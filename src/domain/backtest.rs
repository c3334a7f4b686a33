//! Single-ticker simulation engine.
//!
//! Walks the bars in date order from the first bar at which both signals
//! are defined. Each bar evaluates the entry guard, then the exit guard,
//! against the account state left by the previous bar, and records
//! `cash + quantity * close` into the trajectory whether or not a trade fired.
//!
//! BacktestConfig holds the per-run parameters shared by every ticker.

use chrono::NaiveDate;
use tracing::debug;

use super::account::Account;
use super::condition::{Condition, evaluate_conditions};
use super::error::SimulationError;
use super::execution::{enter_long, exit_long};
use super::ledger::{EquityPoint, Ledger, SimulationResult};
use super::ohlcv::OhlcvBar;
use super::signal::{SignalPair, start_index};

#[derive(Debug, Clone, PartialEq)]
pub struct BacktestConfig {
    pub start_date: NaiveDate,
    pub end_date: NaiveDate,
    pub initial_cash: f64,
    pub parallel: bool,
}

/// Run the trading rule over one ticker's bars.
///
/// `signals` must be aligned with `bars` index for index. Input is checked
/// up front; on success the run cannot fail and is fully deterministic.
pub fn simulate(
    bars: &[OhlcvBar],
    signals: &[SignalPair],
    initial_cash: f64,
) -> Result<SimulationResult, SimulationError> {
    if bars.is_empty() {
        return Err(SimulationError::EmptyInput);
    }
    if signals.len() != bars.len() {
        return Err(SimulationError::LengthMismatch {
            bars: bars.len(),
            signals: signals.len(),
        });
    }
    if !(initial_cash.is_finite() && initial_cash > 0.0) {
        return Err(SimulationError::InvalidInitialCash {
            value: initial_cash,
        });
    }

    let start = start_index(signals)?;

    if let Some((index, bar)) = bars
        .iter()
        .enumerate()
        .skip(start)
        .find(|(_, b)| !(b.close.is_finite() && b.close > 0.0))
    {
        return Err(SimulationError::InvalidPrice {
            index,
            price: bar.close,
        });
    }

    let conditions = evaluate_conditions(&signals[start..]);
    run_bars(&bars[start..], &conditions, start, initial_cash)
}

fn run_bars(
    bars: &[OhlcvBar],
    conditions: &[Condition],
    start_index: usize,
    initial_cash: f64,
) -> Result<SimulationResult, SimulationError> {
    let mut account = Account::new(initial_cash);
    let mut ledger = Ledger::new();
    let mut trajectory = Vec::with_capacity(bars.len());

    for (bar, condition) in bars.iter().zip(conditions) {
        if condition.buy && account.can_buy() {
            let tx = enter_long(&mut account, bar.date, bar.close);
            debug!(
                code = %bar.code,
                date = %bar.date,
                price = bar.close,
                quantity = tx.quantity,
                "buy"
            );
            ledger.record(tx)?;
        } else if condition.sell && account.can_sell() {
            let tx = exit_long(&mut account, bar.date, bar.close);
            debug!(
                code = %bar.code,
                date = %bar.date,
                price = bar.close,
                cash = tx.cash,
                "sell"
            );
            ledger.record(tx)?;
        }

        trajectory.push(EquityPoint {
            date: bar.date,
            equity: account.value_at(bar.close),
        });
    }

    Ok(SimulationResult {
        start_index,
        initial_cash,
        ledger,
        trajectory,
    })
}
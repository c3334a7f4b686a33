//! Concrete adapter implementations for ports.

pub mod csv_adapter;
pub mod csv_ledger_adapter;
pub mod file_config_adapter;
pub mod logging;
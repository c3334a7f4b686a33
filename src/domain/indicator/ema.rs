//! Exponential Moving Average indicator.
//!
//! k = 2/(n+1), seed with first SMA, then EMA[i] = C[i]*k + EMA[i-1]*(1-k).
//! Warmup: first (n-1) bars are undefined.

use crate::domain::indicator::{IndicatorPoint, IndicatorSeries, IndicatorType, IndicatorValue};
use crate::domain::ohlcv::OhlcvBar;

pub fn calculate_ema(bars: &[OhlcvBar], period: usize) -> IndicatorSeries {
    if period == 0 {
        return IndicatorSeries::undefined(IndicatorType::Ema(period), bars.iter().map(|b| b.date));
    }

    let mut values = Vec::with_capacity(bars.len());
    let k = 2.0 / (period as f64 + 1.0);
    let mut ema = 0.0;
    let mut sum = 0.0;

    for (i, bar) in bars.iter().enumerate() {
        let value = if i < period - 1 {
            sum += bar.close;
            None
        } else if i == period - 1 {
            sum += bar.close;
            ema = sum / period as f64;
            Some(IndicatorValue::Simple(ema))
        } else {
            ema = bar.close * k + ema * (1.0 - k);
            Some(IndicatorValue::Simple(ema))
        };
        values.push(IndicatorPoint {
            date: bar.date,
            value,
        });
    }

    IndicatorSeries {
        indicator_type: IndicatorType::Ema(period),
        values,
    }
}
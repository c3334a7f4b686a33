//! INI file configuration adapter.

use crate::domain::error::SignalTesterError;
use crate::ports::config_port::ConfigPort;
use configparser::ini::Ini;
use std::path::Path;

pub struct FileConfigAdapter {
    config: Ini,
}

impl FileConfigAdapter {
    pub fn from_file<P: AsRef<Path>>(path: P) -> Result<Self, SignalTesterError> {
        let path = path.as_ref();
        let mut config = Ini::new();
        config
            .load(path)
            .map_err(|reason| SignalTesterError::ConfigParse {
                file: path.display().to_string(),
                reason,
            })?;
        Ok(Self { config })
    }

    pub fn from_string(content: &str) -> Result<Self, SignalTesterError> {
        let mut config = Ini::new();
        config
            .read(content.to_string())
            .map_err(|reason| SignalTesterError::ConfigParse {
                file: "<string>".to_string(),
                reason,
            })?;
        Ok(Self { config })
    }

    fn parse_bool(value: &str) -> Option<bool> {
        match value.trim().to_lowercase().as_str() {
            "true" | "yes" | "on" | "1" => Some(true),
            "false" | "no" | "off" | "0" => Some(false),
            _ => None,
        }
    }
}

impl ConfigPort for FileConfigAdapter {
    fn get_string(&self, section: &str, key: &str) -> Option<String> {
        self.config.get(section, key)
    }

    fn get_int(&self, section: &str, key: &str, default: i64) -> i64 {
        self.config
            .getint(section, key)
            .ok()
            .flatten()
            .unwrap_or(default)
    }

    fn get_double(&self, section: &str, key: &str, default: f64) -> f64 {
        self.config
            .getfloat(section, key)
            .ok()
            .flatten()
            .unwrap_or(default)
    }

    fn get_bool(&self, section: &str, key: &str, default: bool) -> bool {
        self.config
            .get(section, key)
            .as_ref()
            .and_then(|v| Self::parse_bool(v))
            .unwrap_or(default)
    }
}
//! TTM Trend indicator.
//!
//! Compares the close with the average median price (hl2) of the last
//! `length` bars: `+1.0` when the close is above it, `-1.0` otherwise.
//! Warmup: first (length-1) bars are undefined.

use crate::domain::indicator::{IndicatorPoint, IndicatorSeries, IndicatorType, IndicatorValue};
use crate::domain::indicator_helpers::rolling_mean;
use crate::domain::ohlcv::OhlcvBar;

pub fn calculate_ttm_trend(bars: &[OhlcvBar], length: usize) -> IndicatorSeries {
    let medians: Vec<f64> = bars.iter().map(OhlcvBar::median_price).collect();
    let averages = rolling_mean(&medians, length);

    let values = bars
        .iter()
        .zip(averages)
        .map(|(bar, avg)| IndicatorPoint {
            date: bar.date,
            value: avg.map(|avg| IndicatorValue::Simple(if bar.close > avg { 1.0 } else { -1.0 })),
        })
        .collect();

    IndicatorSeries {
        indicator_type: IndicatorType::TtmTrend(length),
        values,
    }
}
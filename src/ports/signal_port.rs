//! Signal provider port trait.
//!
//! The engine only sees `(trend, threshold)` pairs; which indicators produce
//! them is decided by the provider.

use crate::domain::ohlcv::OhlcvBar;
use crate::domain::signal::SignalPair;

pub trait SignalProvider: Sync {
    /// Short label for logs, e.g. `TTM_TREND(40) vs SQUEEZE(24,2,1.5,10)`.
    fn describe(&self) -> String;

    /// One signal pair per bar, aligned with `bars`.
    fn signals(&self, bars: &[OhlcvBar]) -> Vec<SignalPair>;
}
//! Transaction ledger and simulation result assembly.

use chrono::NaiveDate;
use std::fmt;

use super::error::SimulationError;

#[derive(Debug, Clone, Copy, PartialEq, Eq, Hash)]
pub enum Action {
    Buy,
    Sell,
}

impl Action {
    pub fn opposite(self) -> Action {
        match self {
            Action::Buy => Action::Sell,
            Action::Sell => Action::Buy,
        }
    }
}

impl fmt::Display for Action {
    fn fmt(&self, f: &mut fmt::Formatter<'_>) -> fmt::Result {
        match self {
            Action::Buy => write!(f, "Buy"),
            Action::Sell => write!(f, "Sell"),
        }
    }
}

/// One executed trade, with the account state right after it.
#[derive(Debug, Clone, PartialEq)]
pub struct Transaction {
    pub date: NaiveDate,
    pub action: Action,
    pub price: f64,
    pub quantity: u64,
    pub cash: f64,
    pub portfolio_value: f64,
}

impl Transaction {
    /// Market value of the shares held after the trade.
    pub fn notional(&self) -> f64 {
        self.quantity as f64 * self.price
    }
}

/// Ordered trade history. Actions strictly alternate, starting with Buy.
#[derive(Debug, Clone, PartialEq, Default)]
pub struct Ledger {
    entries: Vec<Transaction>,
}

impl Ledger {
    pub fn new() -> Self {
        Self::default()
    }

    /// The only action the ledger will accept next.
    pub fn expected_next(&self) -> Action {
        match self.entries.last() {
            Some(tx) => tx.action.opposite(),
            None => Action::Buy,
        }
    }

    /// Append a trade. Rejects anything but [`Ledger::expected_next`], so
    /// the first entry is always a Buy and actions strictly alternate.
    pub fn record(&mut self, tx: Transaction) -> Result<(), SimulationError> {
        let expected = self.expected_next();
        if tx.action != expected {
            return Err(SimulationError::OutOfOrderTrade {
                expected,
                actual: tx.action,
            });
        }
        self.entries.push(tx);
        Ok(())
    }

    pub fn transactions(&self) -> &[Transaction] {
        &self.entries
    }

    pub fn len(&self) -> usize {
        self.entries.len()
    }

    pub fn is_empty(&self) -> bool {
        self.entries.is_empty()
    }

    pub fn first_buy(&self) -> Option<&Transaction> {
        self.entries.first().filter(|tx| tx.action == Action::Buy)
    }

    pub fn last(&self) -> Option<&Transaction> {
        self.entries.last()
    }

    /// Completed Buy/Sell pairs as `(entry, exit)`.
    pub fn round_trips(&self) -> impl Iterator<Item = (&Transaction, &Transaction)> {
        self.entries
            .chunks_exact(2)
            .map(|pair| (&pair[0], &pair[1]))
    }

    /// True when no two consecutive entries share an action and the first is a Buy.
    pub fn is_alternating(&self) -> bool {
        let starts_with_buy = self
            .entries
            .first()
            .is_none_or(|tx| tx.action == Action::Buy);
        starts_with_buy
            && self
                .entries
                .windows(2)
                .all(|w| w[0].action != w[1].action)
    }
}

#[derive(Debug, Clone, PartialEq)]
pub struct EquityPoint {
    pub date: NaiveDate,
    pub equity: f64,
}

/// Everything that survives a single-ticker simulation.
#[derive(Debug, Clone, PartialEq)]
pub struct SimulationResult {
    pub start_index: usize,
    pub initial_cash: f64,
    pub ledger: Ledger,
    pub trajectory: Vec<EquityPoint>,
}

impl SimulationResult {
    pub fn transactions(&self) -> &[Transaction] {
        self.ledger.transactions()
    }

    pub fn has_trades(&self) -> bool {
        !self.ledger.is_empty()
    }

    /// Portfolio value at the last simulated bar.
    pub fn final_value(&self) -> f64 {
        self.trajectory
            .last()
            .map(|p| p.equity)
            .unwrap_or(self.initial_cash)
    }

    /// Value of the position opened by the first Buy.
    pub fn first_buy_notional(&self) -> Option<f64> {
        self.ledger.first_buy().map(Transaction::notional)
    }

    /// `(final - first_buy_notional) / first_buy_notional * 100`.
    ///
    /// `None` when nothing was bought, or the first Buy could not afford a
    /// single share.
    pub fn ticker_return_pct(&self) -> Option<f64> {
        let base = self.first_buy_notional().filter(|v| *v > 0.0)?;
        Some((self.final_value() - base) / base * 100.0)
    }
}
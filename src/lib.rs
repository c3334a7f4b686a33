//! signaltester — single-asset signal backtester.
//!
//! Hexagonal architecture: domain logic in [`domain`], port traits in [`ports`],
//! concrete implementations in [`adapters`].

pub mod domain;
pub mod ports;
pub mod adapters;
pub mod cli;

◆ ◆ ◆ ◆ ◆ ◆ ◆

Reproduce exactly the stretch of the material above that starts at the line with "self.entries.first().filter(|tx| tx.action == Action::Buy)" and ends at the line with "pub fn has_trades(&self)", both included, and nothing else.

        self.entries.first().filter(|tx| tx.action == Action::Buy)
    }

    pub fn last(&self) -> Option<&Transaction> {
        self.entries.last()
    }

    /// Completed Buy/Sell pairs as `(entry, exit)`.
    pub fn round_trips(&self) -> impl Iterator<Item = (&Transaction, &Transaction)> {
        self.entries
            .chunks_exact(2)
            .map(|pair| (&pair[0], &pair[1]))
    }

    /// True when no two consecutive entries share an action and the first is a Buy.
    pub fn is_alternating(&self) -> bool {
        let starts_with_buy = self
            .entries
            .first()
            .is_none_or(|tx| tx.action == Action::Buy);
        starts_with_buy
            && self
                .entries
                .windows(2)
                .all(|w| w[0].action != w[1].action)
    }
}

#[derive(Debug, Clone, PartialEq)]
pub struct EquityPoint {
    pub date: NaiveDate,
    pub equity: f64,
}

/// Everything that survives a single-ticker simulation.
#[derive(Debug, Clone, PartialEq)]
pub struct SimulationResult {
    pub start_index: usize,
    pub initial_cash: f64,
    pub ledger: Ledger,
    pub trajectory: Vec<EquityPoint>,
}

impl SimulationResult {
    pub fn transactions(&self) -> &[Transaction] {
        self.ledger.transactions()
    }

    pub fn has_trades(&self) -> bool {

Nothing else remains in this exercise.